What is required —
Each line of the data below must be given again exactly as written.

Dataset items:
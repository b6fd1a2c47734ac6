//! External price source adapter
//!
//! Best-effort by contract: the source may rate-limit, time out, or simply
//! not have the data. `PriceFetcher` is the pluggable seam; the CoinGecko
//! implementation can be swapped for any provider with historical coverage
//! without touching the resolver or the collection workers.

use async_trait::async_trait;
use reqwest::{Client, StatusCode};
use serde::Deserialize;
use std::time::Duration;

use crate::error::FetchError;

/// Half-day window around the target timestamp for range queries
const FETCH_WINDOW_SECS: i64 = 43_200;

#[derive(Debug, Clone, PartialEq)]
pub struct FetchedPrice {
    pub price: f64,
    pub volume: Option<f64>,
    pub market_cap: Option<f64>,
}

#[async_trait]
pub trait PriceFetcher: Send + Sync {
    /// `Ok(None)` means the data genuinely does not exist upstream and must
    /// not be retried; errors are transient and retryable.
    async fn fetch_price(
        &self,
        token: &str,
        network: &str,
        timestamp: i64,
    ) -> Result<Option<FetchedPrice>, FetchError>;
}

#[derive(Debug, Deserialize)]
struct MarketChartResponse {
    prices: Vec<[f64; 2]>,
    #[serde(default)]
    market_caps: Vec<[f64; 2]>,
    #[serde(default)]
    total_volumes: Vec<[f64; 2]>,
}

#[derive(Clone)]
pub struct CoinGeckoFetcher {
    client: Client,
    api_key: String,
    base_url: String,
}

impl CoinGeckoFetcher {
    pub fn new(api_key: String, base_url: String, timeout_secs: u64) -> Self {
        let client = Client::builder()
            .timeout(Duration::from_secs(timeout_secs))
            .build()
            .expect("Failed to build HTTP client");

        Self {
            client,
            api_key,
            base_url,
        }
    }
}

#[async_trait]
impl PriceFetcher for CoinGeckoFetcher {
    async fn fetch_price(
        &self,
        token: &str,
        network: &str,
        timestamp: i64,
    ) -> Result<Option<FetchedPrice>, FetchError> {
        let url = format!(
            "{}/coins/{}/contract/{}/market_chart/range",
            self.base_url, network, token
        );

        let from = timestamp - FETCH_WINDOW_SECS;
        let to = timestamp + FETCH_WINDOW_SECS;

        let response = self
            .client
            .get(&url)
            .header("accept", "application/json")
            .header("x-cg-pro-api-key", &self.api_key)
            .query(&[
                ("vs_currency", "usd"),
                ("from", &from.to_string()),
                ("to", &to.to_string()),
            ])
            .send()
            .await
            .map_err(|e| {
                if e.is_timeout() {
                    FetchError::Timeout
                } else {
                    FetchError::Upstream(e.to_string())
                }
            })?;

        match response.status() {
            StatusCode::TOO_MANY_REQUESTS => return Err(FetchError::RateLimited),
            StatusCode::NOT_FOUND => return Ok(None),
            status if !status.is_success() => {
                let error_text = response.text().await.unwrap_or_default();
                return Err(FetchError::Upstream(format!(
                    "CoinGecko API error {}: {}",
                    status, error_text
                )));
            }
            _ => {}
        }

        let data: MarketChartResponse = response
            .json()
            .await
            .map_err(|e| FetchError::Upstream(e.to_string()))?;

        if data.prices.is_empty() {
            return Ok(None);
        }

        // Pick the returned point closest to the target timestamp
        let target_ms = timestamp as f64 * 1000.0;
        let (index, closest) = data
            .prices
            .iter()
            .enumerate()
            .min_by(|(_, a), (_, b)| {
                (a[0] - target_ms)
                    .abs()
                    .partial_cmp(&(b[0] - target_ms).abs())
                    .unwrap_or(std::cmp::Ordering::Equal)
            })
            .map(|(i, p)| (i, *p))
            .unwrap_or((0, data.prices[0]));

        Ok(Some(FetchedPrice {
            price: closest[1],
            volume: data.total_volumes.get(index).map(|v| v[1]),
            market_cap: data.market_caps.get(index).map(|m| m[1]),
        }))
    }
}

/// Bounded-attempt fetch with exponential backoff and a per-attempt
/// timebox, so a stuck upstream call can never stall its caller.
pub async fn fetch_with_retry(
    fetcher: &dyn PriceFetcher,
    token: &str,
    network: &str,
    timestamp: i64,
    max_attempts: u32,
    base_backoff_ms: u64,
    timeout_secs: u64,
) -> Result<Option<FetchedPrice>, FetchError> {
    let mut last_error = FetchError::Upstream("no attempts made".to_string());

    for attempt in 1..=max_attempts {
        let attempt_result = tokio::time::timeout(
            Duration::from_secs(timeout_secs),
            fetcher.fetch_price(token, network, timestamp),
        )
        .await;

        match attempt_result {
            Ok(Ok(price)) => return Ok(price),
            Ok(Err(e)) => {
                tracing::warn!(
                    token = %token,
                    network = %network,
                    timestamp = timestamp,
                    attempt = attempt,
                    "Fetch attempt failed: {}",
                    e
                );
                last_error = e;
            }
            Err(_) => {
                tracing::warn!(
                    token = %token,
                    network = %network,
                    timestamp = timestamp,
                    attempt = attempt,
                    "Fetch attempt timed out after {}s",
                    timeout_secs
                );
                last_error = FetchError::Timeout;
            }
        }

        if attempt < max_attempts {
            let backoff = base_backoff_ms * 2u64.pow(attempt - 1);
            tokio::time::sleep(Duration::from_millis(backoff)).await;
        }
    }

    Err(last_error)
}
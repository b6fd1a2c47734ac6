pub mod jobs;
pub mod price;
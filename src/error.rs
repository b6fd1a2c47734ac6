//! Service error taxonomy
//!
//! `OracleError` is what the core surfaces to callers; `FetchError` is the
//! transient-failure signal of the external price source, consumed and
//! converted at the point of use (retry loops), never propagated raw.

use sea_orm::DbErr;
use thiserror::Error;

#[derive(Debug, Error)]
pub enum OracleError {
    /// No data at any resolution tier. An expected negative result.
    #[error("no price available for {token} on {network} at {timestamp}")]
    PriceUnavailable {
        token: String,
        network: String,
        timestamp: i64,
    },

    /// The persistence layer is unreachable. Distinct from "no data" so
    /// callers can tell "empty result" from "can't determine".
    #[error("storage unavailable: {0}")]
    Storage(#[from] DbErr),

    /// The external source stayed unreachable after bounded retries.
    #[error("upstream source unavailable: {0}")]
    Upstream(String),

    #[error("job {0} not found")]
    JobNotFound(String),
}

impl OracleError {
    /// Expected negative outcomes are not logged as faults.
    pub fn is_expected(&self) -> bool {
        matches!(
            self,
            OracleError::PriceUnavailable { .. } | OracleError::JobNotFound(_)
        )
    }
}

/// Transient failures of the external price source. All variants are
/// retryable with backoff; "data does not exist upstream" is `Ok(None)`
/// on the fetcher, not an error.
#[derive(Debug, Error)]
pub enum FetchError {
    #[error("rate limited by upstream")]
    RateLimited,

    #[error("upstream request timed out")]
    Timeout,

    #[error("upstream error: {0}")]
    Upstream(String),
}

Final answer —
repository b6fd1a2c47734ac6
//! External price source adapter
//!
//! Best-effort by contract: the source may rate-limit, time out, or simply
//! not have the data. `PriceFetcher` is the pluggable seam; the CoinGecko
//! implementation can be swapped for any provider with historical coverage
//! without touching the resolver or the collection workers.

use async_trait::async_trait;
use reqwest::{Client, StatusCode};
use serde::Deserialize;
use std::time::Duration;

use crate::error::FetchError;

/// Half-day window around the target timestamp for range queries
const FETCH_WINDOW_SECS: i64 = 43_200;

#[derive(Debug, Clone, PartialEq)]
pub struct FetchedPrice {
    pub price: f64,
    pub volume: Option<f64>,
    pub market_cap: Option<f64>,
}

#[async_trait]
pub trait PriceFetcher: Send + Sync {
    /// `Ok(None)` means the data genuinely does not exist upstream and must
    /// not be retried; errors are transient and retryable.
    async fn fetch_price(
        &self,
        token: &str,
        network: &str,
        timestamp: i64,
    ) -> Result<Option<FetchedPrice>, FetchError>;
}

#[derive(Debug, Deserialize)]
struct MarketChartResponse {
    prices: Vec<[f64; 2]>,
    #[serde(default)]
    market_caps: Vec<[f64; 2]>,
    #[serde(default)]
    total_volumes: Vec<[f64; 2]>,
}

#[derive(Clone)]
pub struct CoinGeckoFetcher {
    client: Client,
    api_key: String,
    base_url: String,
}

impl CoinGeckoFetcher {
    pub fn new(api_key: String, base_url: String, timeout_secs: u64) -> Self {
        let client = Client::builder()
            .timeout(Duration::from_secs(timeout_secs))
            .build()
            .expect("Failed to build HTTP client");

        Self {
            client,
            api_key,
            base_url,
        }
    }
}

#[async_trait]
impl PriceFetcher for CoinGeckoFetcher {
    async fn fetch_price(
        &self,
        token: &str,
        network: &str,
        timestamp: i64,
    ) -> Result<Option<FetchedPrice>, FetchError> {
        let url = format!(
            "{}/coins/{}/contract/{}/market_chart/range",
            self.base_url, network, token
        );

        let from = timestamp - FETCH_WINDOW_SECS;
        let to = timestamp + FETCH_WINDOW_SECS;

        let response = self
            .client
            .get(&url)
            .header("accept", "application/json")
            .header("x-cg-pro-api-key", &self.api_key)
            .query(&[
                ("vs_currency", "usd"),
                ("from", &from.to_string()),
                ("to", &to.to_string()),
            ])
            .send()
            .await
            .map_err(|e| {
                if e.is_timeout() {
                    FetchError::Timeout
                } else {
                    FetchError::Upstream(e.to_string())
                }
            })?;

        match response.status() {
            StatusCode::TOO_MANY_REQUESTS => return Err(FetchError::RateLimited),
            StatusCode::NOT_FOUND => return Ok(None),
            status if !status.is_success() => {
                let error_text = response.text().await.unwrap_or_default();
                return Err(FetchError::Upstream(format!(
                    "CoinGecko API error {}: {}",
                    status, error_text
                )));
            }
            _ => {}
        }

        let data: MarketChartResponse = response
            .json()
            .await
            .map_err(|e| FetchError::Upstream(e.to_string()))?;

        if data.prices.is_empty() {
            return Ok(None);
        }

        // Pick the returned point closest to the target timestamp
        let target_ms = timestamp as f64 * 1000.0;
        let (index, closest) = data
            .prices
            .iter()
            .enumerate()
            .min_by(|(_, a), (_, b)| {
                (a[0] - target_ms)
                    .abs()
                    .partial_cmp(&(b[0] - target_ms).abs())
                    .unwrap_or(std::cmp::Ordering::Equal)
            })
            .map(|(i, p)| (i, *p))
            .unwrap_or((0, data.prices[0]));

        Ok(Some(FetchedPrice {
            price: closest[1],
            volume: data.total_volumes.get(index).map(|v| v[1]),
            market_cap: data.market_caps.get(index).map(|m| m[1]),
        }))
    }
}

/// Bounded-attempt fetch with exponential backoff and a per-attempt
/// timebox, so a stuck upstream call can never stall its caller.
pub async fn fetch_with_retry(
    fetcher: &dyn PriceFetcher,
    token: &str,
    network: &str,
    timestamp: i64,
    max_attempts: u32,
    base_backoff_ms: u64,
    timeout_secs: u64,
) -> Result<Option<FetchedPrice>, FetchError> {
    let mut last_error = FetchError::Upstream("no attempts made".to_string());

    for attempt in 1..=max_attempts {
        let attempt_result = tokio::time::timeout(
            Duration::from_secs(timeout_secs),
            fetcher.fetch_price(token, network, timestamp),
        )
        .await;

        match attempt_result {
            Ok(Ok(price)) => return Ok(price),
            Ok(Err(e)) => {
                tracing::warn!(
                    token = %token,
                    network = %network,
                    timestamp = timestamp,
                    attempt = attempt,
                    "Fetch attempt failed: {}",
                    e
                );
                last_error = e;
            }
            Err(_) => {
                tracing::warn!(
                    token = %token,
                    network = %network,
                    timestamp = timestamp,
                    attempt = attempt,
                    "Fetch attempt timed out after {}s",
                    timeout_secs
                );
                last_error = FetchError::Timeout;
            }
        }

        if attempt < max_attempts {
            let backoff = base_backoff_ms * 2u64.pow(attempt - 1);
            tokio::time::sleep(Duration::from_millis(backoff)).await;
        }
    }

    Err(last_error)
}
repository b6fd1a2c47734ac6
pub mod jobs;
pub mod price;
filename src/error.rs
repository b6fd1a2c47734ac6
//! Service error taxonomy
//!
//! `OracleError` is what the core surfaces to callers; `FetchError` is the
//! transient-failure signal of the external price source, consumed and
//! converted at the point of use (retry loops), never propagated raw.

use sea_orm::DbErr;
use thiserror::Error;

#[derive(Debug, Error)]
pub enum OracleError {
    /// No data at any resolution tier. An expected negative result.
    #[error("no price available for {token} on {network} at {timestamp}")]
    PriceUnavailable {
        token: String,
        network: String,
        timestamp: i64,
    },

    /// The persistence layer is unreachable. Distinct from "no data" so
    /// callers can tell "empty result" from "can't determine".
    #[error("storage unavailable: {0}")]
    Storage(#[from] DbErr),

    /// The external source stayed unreachable after bounded retries.
    #[error("upstream source unavailable: {0}")]
    Upstream(String),

    #[error("job {0} not found")]
    JobNotFound(String),
}

impl OracleError {
    /// Expected negative outcomes are not logged as faults.
    pub fn is_expected(&self) -> bool {
        matches!(
            self,
            OracleError::PriceUnavailable { .. } | OracleError::JobNotFound(_)
        )
    }
}

/// Transient failures of the external price source. All variants are
/// retryable with backoff; "data does not exist upstream" is `Ok(None)`
/// on the fetcher, not an error.
#[derive(Debug, Error)]
pub enum FetchError {
    #[error("rate limited by upstream")]
    RateLimited,

    #[error("upstream request timed out")]
    Timeout,

    #[error("upstream error: {0}")]
    Upstream(String),
}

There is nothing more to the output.